- [Work request]
Make an exact copy of the lines from the one containing "#[cfg(test)]" to the end of the records below, and leave out everything else.

*** Opening of Excerpted records ***

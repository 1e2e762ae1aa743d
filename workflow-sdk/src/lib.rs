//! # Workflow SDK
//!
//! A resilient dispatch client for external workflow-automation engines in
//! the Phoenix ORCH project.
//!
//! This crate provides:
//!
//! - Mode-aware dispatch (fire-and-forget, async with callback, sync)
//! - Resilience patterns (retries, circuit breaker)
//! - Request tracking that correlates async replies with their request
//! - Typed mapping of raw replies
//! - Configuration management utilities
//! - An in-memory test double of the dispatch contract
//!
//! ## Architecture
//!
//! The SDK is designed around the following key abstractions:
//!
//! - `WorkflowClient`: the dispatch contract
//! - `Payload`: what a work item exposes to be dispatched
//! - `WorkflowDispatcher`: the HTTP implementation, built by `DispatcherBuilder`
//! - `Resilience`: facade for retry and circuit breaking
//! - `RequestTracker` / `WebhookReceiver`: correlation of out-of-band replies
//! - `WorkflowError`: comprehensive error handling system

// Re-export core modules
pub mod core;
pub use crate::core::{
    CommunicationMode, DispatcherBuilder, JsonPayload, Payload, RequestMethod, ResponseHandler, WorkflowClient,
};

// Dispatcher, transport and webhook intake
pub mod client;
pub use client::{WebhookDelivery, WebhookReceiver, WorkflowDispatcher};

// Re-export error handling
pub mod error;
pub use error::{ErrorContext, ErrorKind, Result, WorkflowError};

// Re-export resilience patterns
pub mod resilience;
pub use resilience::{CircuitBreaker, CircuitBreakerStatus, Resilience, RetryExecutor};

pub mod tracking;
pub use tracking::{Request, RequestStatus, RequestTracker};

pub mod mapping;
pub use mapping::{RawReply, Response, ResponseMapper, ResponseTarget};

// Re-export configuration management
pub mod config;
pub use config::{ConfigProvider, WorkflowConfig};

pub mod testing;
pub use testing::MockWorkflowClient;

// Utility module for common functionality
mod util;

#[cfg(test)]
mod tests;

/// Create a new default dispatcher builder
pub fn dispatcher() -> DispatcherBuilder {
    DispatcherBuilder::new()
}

*** Close of Excerpted records ***

- [Final answer]
#[cfg(test)]
mod tests;

/// Create a new default dispatcher builder
pub fn dispatcher() -> DispatcherBuilder {
    DispatcherBuilder::new()
}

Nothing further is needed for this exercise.